Les premières forces militaires
étrangères ont débarqué hier
dans la capitale du Timor-Oriental pour rétablir
l'ordre à la demande du gouvernement est-timorais,
après plusieurs jours de combats sporadiques entre
factions de l'armée locale ; 150 commandos australiens
ont sécurisé l'aéroport de Dili, en
prévision de l'arrivée de forces militaires
venues d'Australie, de Nouvelle-Zélande, de Malaisie,
mais aussi du Portugal, l'ancienne puissance coloniale.
Canberra prend la situation suffisamment au sérieux
pour avoir prévu de dépêcher à
Timor près de 1 300 soldats.
«Beaucoup de morts». Selon l'ONU, 9 policiers
ont été tués et 27 autres blessés,
hier, lorsqu'un soldat «mentalement perturbé»,
imité par ses collègues, a tiré à
Dili sur son unité. Mais le bilan est sans doute
beaucoup plus lourd : dans les collines de l'ouest de la
capitale, des villageois armés de machettes, d'arcs
et de lance-pierres se sont affrontés. A Dili, des
hommes en tenue de camouflage traversent la ville à
bord de camions en déchargeant leurs fusils d'assaut.
Des combats intenses autour du siège de la police
auraient fait «beaucoup de morts», selon une
radio locale gérée par les Nations unies.
Quatre ans presque jour pour jour après son indépendance,
cette jeune nation replonge dans un maelström de violence
qui rappelle les heures noires de la fin des années
90. Plus de 1 400 Timorais avaient été massacrés
et près de 80 % des infrastructures du territoire
détruites, en 1999, par les milices pro-indonésiennes,
après qu'une écrasante majorité des
habitants eut voté par référendum pour
l'indépendance. Les Timorais restent traumatisés
par les exactions subies entre 1975 et 1999, durant l'occupation
indonésienne, qui auraient fait 200 000 morts.

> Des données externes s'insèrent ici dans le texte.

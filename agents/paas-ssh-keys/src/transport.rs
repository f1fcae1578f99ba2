//! Broker HTTP Transport
//!
//! Performs requests against the broker's REST resources and decodes the
//! JSON envelope. Non-success statuses are mapped to
//! [`KeysError::Endpoint`] here; connection, TLS and decoding failures
//! become [`KeysError::Transport`].

use anyhow::Context;
use async_trait::async_trait;
use reqwest::{Client, Method, StatusCode};
use serde::{Deserialize, Serialize};
use serde_json::Value;
use tracing::debug;

use crate::error::{EndpointError, KeysError};
use crate::session::{Credentials, SessionConfig};

/// Collection resource for the authenticated user's keys
pub const KEYS_PATH: &str = "/user/keys";

/// Resource path of a single key
pub fn key_path(name: &str) -> String {
    format!("{}/{}", KEYS_PATH, urlencoding::encode(name))
}

// ============================================================
// API Response Types
// ============================================================

/// Response envelope returned by every broker resource
#[derive(Debug, Clone, Default, Serialize, Deserialize)]
pub struct Envelope {
    #[serde(default)]
    pub status: String,
    #[serde(default)]
    pub data: Value,
    #[serde(default)]
    pub messages: Vec<Message>,
}

/// A broker message attached to a response
#[derive(Debug, Clone, Default, Serialize, Deserialize)]
pub struct Message {
    #[serde(default)]
    pub text: String,
    #[serde(default, skip_serializing_if = "Option::is_none")]
    pub exit_code: Option<i32>,
    #[serde(default, skip_serializing_if = "Option::is_none")]
    pub field: Option<String>,
    #[serde(default, skip_serializing_if = "Option::is_none")]
    pub severity: Option<String>,
}

impl Envelope {
    /// Wrap a payload in a successful envelope
    pub fn ok(data: Value) -> Self {
        Self {
            status: "ok".to_string(),
            data,
            messages: Vec::new(),
        }
    }

    /// Build the endpoint error this envelope describes
    pub fn into_endpoint_error(self, status: u16) -> EndpointError {
        let exit_code = self.messages.iter().find_map(|m| m.exit_code);
        let field = self.messages.iter().find_map(|m| m.field.clone());
        let text: Vec<&str> = self
            .messages
            .iter()
            .map(|m| m.text.as_str())
            .filter(|t| !t.is_empty())
            .collect();

        EndpointError {
            status,
            exit_code,
            field,
            message: if text.is_empty() {
                self.status
            } else {
                text.join(", ")
            },
        }
    }
}

/// Executes requests against broker resources
#[async_trait]
pub trait Transport: Send + Sync {
    /// Send one request. `path` is relative to the broker base URL.
    async fn request(
        &self,
        method: Method,
        path: &str,
        body: Option<Value>,
    ) -> Result<Envelope, KeysError>;
}

// ============================================================
// reqwest Implementation
// ============================================================

/// HTTP transport backed by reqwest
pub struct HttpTransport {
    client: Client,
    base_url: String,
    credentials: Credentials,
}

impl HttpTransport {
    pub fn new(config: &SessionConfig) -> Result<Self, KeysError> {
        let client = Client::builder()
            .user_agent(config.user_agent.as_str())
            .timeout(config.timeout)
            .danger_accept_invalid_certs(config.accept_invalid_certs)
            .build()
            .context("Failed to build HTTP client")?;

        Ok(Self {
            client,
            base_url: config.broker_url.trim_end_matches('/').to_string(),
            credentials: config.credentials.clone(),
        })
    }

    pub fn base_url(&self) -> &str {
        &self.base_url
    }

    fn authorize(&self, request: reqwest::RequestBuilder) -> reqwest::RequestBuilder {
        match &self.credentials {
            Credentials::Basic { username, password } => request.basic_auth(username, Some(password)),
            Credentials::Token(token) => request.bearer_auth(token),
            Credentials::None => request,
        }
    }
}

#[async_trait]
impl Transport for HttpTransport {
    async fn request(
        &self,
        method: Method,
        path: &str,
        body: Option<Value>,
    ) -> Result<Envelope, KeysError> {
        let url = format!("{}{}", self.base_url, path);
        debug!(method = %method, path = %path, "Broker request");

        let mut request = self
            .authorize(self.client.request(method.clone(), &url))
            .header(reqwest::header::ACCEPT, "application/json");
        if let Some(body) = &body {
            request = request.json(body);
        }

        let response = request
            .send()
            .await
            .with_context(|| format!("Failed to send {method} {path}"))?;
        let status = response.status();
        let text = response
            .text()
            .await
            .with_context(|| format!("Failed to read {method} {path} response"))?;

        debug!(method = %method, path = %path, status = status.as_u16(), "Broker response");

        let envelope = decode_envelope(&text);
        if status.is_success() {
            return envelope
                .with_context(|| format!("Failed to parse {method} {path} response"))
                .map_err(KeysError::from);
        }

        let envelope = envelope.unwrap_or_else(|_| Envelope {
            status: status.canonical_reason().unwrap_or_default().to_string(),
            ..Default::default()
        });
        Err(status_error(status, envelope))
    }
}

/// Map a non-success response to an error kind.
///
/// Authentication failures are transport errors; everything else the
/// broker rejects is an endpoint error.
fn status_error(status: StatusCode, envelope: Envelope) -> KeysError {
    match status {
        StatusCode::UNAUTHORIZED | StatusCode::FORBIDDEN => {
            let error = envelope.into_endpoint_error(status.as_u16());
            KeysError::Transport(anyhow::anyhow!("Authentication failed: {error}"))
        }
        _ => KeysError::Endpoint(envelope.into_endpoint_error(status.as_u16())),
    }
}

fn decode_envelope(text: &str) -> serde_json::Result<Envelope> {
    if text.trim().is_empty() {
        return Ok(Envelope::default());
    }
    serde_json::from_str(text)
}
//! OpenSSH public keys
//!
//! Parses and formats the single-line authorized-keys form
//! `<wire-type> <base64> [comment]`. Only the type and the base64 body are
//! kept; the comment is dropped.

use base64::engine::general_purpose::STANDARD;
use base64::Engine;
use std::path::Path;
use std::str::FromStr;

use crate::error::KeysError;
use crate::generator::KeyPair;
use crate::types::SshKeyType;

/// An SSH public key: type plus base64 body
#[derive(Debug, Clone, PartialEq, Eq, Hash)]
pub struct PublicKey {
    key_type: SshKeyType,
    body: String,
}

impl PublicKey {
    /// Build a key from an explicit type and base64 body.
    pub fn new(key_type: SshKeyType, body: impl AsRef<str>) -> Result<Self, KeysError> {
        let body = body.as_ref().trim();
        validate_body(body)?;

        Ok(Self {
            key_type,
            body: body.to_string(),
        })
    }

    /// Trusted constructor for bodies the broker already accepted
    pub(crate) fn from_parts(key_type: SshKeyType, body: String) -> Self {
        Self { key_type, body }
    }

    /// Parse the first non-empty line of `text`.
    pub fn parse(text: &str) -> Result<Self, KeysError> {
        let line = text
            .lines()
            .map(str::trim)
            .find(|l| !l.is_empty())
            .ok_or_else(|| KeysError::InvalidKeyFormat("empty public key".to_string()))?;

        let mut fields = line.split_whitespace();
        let (Some(wire_type), Some(body)) = (fields.next(), fields.next()) else {
            return Err(KeysError::InvalidKeyFormat(
                "expected '<type> <base64> [comment]'".to_string(),
            ));
        };

        Self::new(wire_type.parse()?, body)
    }

    /// Parse either a full `<type> <body>` line or a bare body.
    ///
    /// A bare body, with or without a trailing comment, takes `default_type`.
    pub fn parse_with_default(input: &str, default_type: SshKeyType) -> Result<Self, KeysError> {
        match input.split_whitespace().next() {
            Some(first) if SshKeyType::from_wire_name(first).is_some() => Self::parse(input),
            Some(first) => Self::new(default_type, first),
            None => Err(KeysError::InvalidKeyFormat("empty public key".to_string())),
        }
    }

    /// Read a public key file. The private key is never consulted.
    pub fn from_file(path: impl AsRef<Path>) -> Result<Self, KeysError> {
        let path = path.as_ref();
        let text = std::fs::read_to_string(path).map_err(|e| KeysError::io(path, e))?;

        Self::parse(&text).map_err(|e| match e {
            KeysError::InvalidKeyFormat(reason) => {
                KeysError::InvalidKeyFormat(format!("{}: {reason}", path.display()))
            }
            other => other,
        })
    }

    /// Write `<wire-type> <body>` followed by a newline.
    pub fn write_to_file(&self, path: impl AsRef<Path>) -> Result<(), KeysError> {
        let path = path.as_ref();
        std::fs::write(path, format!("{self}\n")).map_err(|e| KeysError::io(path, e))
    }

    pub fn key_type(&self) -> SshKeyType {
        self.key_type
    }

    /// Base64 body without type prefix or comment
    pub fn body(&self) -> &str {
        &self.body
    }

    pub fn into_body(self) -> String {
        self.body
    }
}

impl std::fmt::Display for PublicKey {
    fn fmt(&self, f: &mut std::fmt::Formatter<'_>) -> std::fmt::Result {
        write!(f, "{} {}", self.key_type, self.body)
    }
}

impl FromStr for PublicKey {
    type Err = KeysError;

    fn from_str(s: &str) -> Result<Self, Self::Err> {
        Self::parse(s)
    }
}

fn validate_body(body: &str) -> Result<(), KeysError> {
    if body.is_empty() {
        return Err(KeysError::InvalidKeyFormat("empty key body".to_string()));
    }
    STANDARD
        .decode(body)
        .map_err(|e| KeysError::InvalidKeyFormat(format!("key body is not valid base64: {e}")))?;
    Ok(())
}

/// Strip an optional wire-type prefix and comment from a key string.
pub(crate) fn canonical_body(input: &str) -> &str {
    let mut fields = input.split_whitespace();
    match (fields.next(), fields.next()) {
        (Some(first), Some(second)) if SshKeyType::from_wire_name(first).is_some() => second,
        (Some(first), _) => first,
        _ => "",
    }
}

// ============================================================
// Key Material
// ============================================================

/// Something that can be registered with the broker
#[derive(Debug, Clone)]
pub enum KeyMaterial {
    /// A bare public key
    PublicOnly(PublicKey),
    /// A key pair on disk; only its public half is ever sent
    Pair(KeyPair),
}

impl KeyMaterial {
    pub fn public_key(&self) -> &PublicKey {
        match self {
            KeyMaterial::PublicOnly(key) => key,
            KeyMaterial::Pair(pair) => pair.public_key(),
        }
    }
}

impl From<PublicKey> for KeyMaterial {
    fn from(key: PublicKey) -> Self {
        KeyMaterial::PublicOnly(key)
    }
}

impl From<KeyPair> for KeyMaterial {
    fn from(pair: KeyPair) -> Self {
        KeyMaterial::Pair(pair)
    }
}

#[cfg(test)]
mod tests {
    use super::*;

    const RSA_BODY: &str = "AAAAB3NzaC1yc2FS8iZlpgwS0okYXZUO6IE2CRZvaxE9F41sD9OQH/I5oaCV8g+TlWUM+TgLjtsiSms=";
    const DSA_BODY: &str = "AAAAB3NzaC1kc3Olk/6u0nJIt2Ljq1gF8HZaK5wdfg83xEkhvT9lZOrffxQqcmaMR+Ij0W7djEe0avw=";

    #[test]
    fn test_parse_line_with_comment() {
        let key = PublicKey::parse(&format!("ssh-rsa {RSA_BODY} deploy@lornu.ai  \n")).unwrap();

        assert_eq!(key.key_type(), SshKeyType::Rsa);
        assert_eq!(key.body(), RSA_BODY);
        assert_eq!(key.to_string(), format!("ssh-rsa {RSA_BODY}"));
    }

    #[test]
    fn test_parse_skips_leading_blank_lines() {
        let key: PublicKey = format!("\n   \nssh-dss {DSA_BODY}\nssh-rsa {RSA_BODY}\n")
            .parse()
            .unwrap();

        assert_eq!(key.key_type(), SshKeyType::Dsa);
        assert_eq!(key.body(), DSA_BODY);
    }

    #[test]
    fn test_reserialized_line_parses_to_same_key() {
        let original = PublicKey::parse(&format!("ssh-dss {DSA_BODY} someone@host")).unwrap();
        let reparsed = PublicKey::parse(&original.to_string()).unwrap();
        assert_eq!(original, reparsed);
    }

    #[test]
    fn test_rejects_malformed_lines() {
        for line in [
            "",
            "ssh-rsa",
            &format!("ssh-ed25519 {RSA_BODY}"),
            "ssh-rsa not*base64!",
            &format!("{RSA_BODY} ssh-rsa"),
        ] {
            let err = PublicKey::parse(line).unwrap_err();
            assert!(
                matches!(err, KeysError::InvalidKeyFormat(_)),
                "line {line:?} gave {err:?}"
            );
        }
    }

    #[test]
    fn test_new_trims_body() {
        let key = PublicKey::new(SshKeyType::Rsa, format!("  {RSA_BODY}\n")).unwrap();
        assert_eq!(key.body(), RSA_BODY);
    }

    #[test]
    fn test_parse_with_default_type() {
        let bare = PublicKey::parse_with_default(DSA_BODY, SshKeyType::Dsa).unwrap();
        assert_eq!(bare.key_type(), SshKeyType::Dsa);

        let prefixed =
            PublicKey::parse_with_default(&format!("ssh-rsa {RSA_BODY}"), SshKeyType::Dsa).unwrap();
        assert_eq!(prefixed.key_type(), SshKeyType::Rsa);
        assert_eq!(prefixed.body(), RSA_BODY);
    }

    #[test]
    fn test_parse_with_default_bare_body_with_comment() {
        let key =
            PublicKey::parse_with_default(&format!("  {DSA_BODY} me@host\n"), SshKeyType::Dsa)
                .unwrap();
        assert_eq!(key.key_type(), SshKeyType::Dsa);
        assert_eq!(key.body(), DSA_BODY);

        assert!(matches!(
            PublicKey::parse_with_default("   ", SshKeyType::Rsa),
            Err(KeysError::InvalidKeyFormat(_))
        ));
    }

    #[test]
    fn test_file_round_trip() {
        let dir = tempfile::tempdir().unwrap();
        let path = dir.path().join("id_rsa.pub");
        std::fs::write(&path, format!("ssh-rsa {RSA_BODY} me@laptop\n")).unwrap();

        let key = PublicKey::from_file(&path).unwrap();
        let copy = dir.path().join("copy.pub");
        key.write_to_file(&copy).unwrap();

        assert_eq!(std::fs::read_to_string(&copy).unwrap(), format!("ssh-rsa {RSA_BODY}\n"));
        assert_eq!(PublicKey::from_file(&copy).unwrap(), key);
    }

    #[test]
    fn test_missing_file_is_io_error() {
        let dir = tempfile::tempdir().unwrap();
        let err = PublicKey::from_file(dir.path().join("absent.pub")).unwrap_err();
        assert!(matches!(err, KeysError::Io { .. }));
    }

    #[test]
    fn test_canonical_body() {
        assert_eq!(canonical_body(RSA_BODY), RSA_BODY);
        assert_eq!(canonical_body(&format!("ssh-rsa {RSA_BODY} c")), RSA_BODY);
        assert_eq!(canonical_body(&format!(" {DSA_BODY} ")), DSA_BODY);
        assert_eq!(canonical_body(""), "");
    }
}
impl SshKey {
    pub fn name(&self) -> &str {
        &self.entry.name
    }

    pub fn key_type(&self) -> SshKeyType {
        self.entry.fields.lock().key_type
    }

    /// Base64 body of the public key
    pub fn public_key(&self) -> String {
        self.entry.fields.lock().body.clone()
    }

    pub fn to_public_key(&self) -> PublicKey {
        let fields = self.entry.snapshot();
        PublicKey::from_parts(fields.key_type, fields.body)
    }

    pub fn is_destroyed(&self) -> bool {
        self.entry.fields.lock().destroyed
    }

    /// Whether both handles refer to the same cached entry
    pub fn same_handle(&self, other: &SshKey) -> bool {
        Arc::ptr_eq(&self.entry, &other.entry)
    }

    fn ensure_live(&self) -> Result<(), KeysError> {
        if self.is_destroyed() {
            return Err(KeysError::KeyDestroyed {
                name: self.name().to_string(),
            });
        }
        Ok(())
    }

    fn mark_destroyed(&self) {
        self.entry.fields.lock().destroyed = true;
        self.shared.forget(self.name());
    }

    /// The broker no longer knows this key: retire the handle.
    fn lost(&self) -> KeysError {
        warn!(name = %self.name(), "SSH key missing on broker, dropping from cache");
        self.mark_destroyed();
        KeysError::NoSuchKey {
            name: self.name().to_string(),
        }
    }

    /// Replace the key material with one `PUT`.
    ///
    /// Local fields change only after the broker accepts the update.
    ///
    /// A handle from before the last [`KeysCollection::refresh`] first
    /// checks the reloaded listing, so a key deleted in the meantime is not
    /// recreated by the `PUT`.
    pub async fn update(&self, key: PublicKey) -> Result<(), KeysError> {
        self.ensure_live()?;

        if !self.shared.tracks(&self.entry) {
            self.shared.ensure_loaded().await?;
            if self.shared.find(self.name()).is_none() {
                return Err(self.lost());
            }
        }

        let record = match self.shared.put_key(self.name(), &key).await {
            Ok(record) => record,
            Err(KeysError::Endpoint(e)) if e.is_not_found() => return Err(self.lost()),
            Err(e) => return Err(e),
        };

        self.entry.apply(&record);
        self.shared.publish(record);

        info!(name = %self.name(), key_type = %key.key_type(), "SSH key updated");
        Ok(())
    }

    /// Set a new public key body.
    ///
    /// `body` may be a bare base64 body, which keeps the current type, or a
    /// `<wire-type> <body>` line, which sets the type too.
    pub async fn set_public_key(&self, body: &str) -> Result<(), KeysError> {
        self.ensure_live()?;
        let key = PublicKey::parse_with_default(body, self.key_type())?;
        self.update(key).await
    }

    /// Change type and body together.
    ///
    /// `body` may carry a wire-type prefix, which must agree with `key_type`.
    pub async fn set_key_type(&self, key_type: SshKeyType, body: &str) -> Result<(), KeysError> {
        self.ensure_live()?;
        let key = PublicKey::parse_with_default(body, key_type)?;
        if key.key_type() != key_type {
            return Err(KeysError::InvalidKeyFormat(format!(
                "{} key given where {key_type} was requested",
                key.key_type()
            )));
        }
        self.update(key).await
    }

    /// Re-read this key with `GET /user/keys/{name}`.
    pub async fn refresh(&self) -> Result<(), KeysError> {
        self.ensure_live()?;

        let envelope = match self
            .shared
            .transport
            .request(Method::GET, &key_path(self.name()), None)
            .await
        {
            Ok(envelope) => envelope,
            Err(KeysError::Endpoint(e)) if e.is_not_found() => return Err(self.lost()),
            Err(e) => return Err(e),
        };

        let record: KeyRecord =
            serde_json::from_value(envelope.data).context("Failed to decode SSH key")?;
        self.entry.apply(&record);
        self.shared.publish(record);
        Ok(())
    }

    /// Delete this key on the broker. The handle is unusable afterwards.
    pub async fn destroy(&self) -> Result<(), KeysError> {
        self.ensure_live()?;

        match self
            .shared
            .transport
            .request(Method::DELETE, &key_path(self.name()), None)
            .await
        {
            Ok(_) => {}
            Err(KeysError::Endpoint(e)) if e.is_not_found() => return Err(self.lost()),
            Err(e) => return Err(e),
        }

        self.mark_destroyed();
        info!(name = %self.name(), "SSH key deleted");
        Ok(())
    }
}

impl PartialEq for SshKey {
    fn eq(&self, other: &Self) -> bool {
        if self.same_handle(other) {
            return true;
        }
        let (a, b) = (self.entry.snapshot(), other.entry.snapshot());
        self.name() == other.name() && a.key_type == b.key_type && a.body == b.body
    }
}

impl Eq for SshKey {}

impl std::fmt::Debug for SshKey {
    fn fmt(&self, f: &mut std::fmt::Formatter<'_>) -> std::fmt::Result {
        let fields = self.entry.snapshot();
        f.debug_struct("SshKey")
            .field("name", &self.entry.name)
            .field("key_type", &fields.key_type)
            .field("public_key", &fields.body)
            .field("destroyed", &fields.destroyed)
            .finish()
    }
}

Comment ce pays, dont l'accouchement a été
présenté par certains comme une réussite
des Nations unies (l'autorité administrative entre
1999 et 2002), a-t-il pu si vite sombrer dans l'anarchie
? La difficile reconversion dans les forces régulières
d'un Etat de droit de l'ensemble des anciens guérilleros
indépendantistes du Falintil, qui ont lutté
pendant vingt-quatre ans contre l'armée indonésienne,
n'est pas étrangère au chaos actuel.
Discriminations. Mais les divisions ethniques sont aussi
à l'origine des troubles au sein des forces armées.
La plupart des commandants aux postes clés, qui sont
originaires de l'ouest du pays (près de la frontière
indonésienne), appartiennent à l'ethnie Lorosae.
Les recrues venues de l'est du pays, d'ethnie Loramonu,
se plaignent d'être victimes de discriminations. Moins
payés, 600 d'entre eux se sont mis en grève,
en mars, avant d'être limogés par le commandant
en chef, Taur Matan Ruak. La situation s'est embrasée,
fin avril, quand la police a violemment réprimé
une manifestation en faveur des soldats frondeurs. Un groupe
de la police militaire, mené par Alfredo Alves Reinado,
les a rejoints dans les collines d'Aileu, au sud de Dili.
C'est ce groupe, soutenu par des villageois originaires
de l'Est, qui harcèle aujourd'hui les forces gouvernementales
dans les faubourgs de la capitale.
Ces violences témoignent surtout de l'accumulation
de frustrations au sein de la population de ce pays de 1
million d'habitants, majoritairement catholique, le plus
pauvre de l'Asie du Sud-Est. La croissance économique
a été de 2,3 % en 2005, alors qu'il faudrait
un rythme de 7 à 8 % pour «absorber»
l'augmentation de la population. La mise en production des
gisements les plus importants de ce pays riche en gaz naturel,
dans le golfe de Timor, a été freinée
par des négociations houleuses avec l'Australie,
qui en revendique la propriété. Le taux de
chômage est de 50 % et le revenu moyen par tête
de moins de 1 euro par jour.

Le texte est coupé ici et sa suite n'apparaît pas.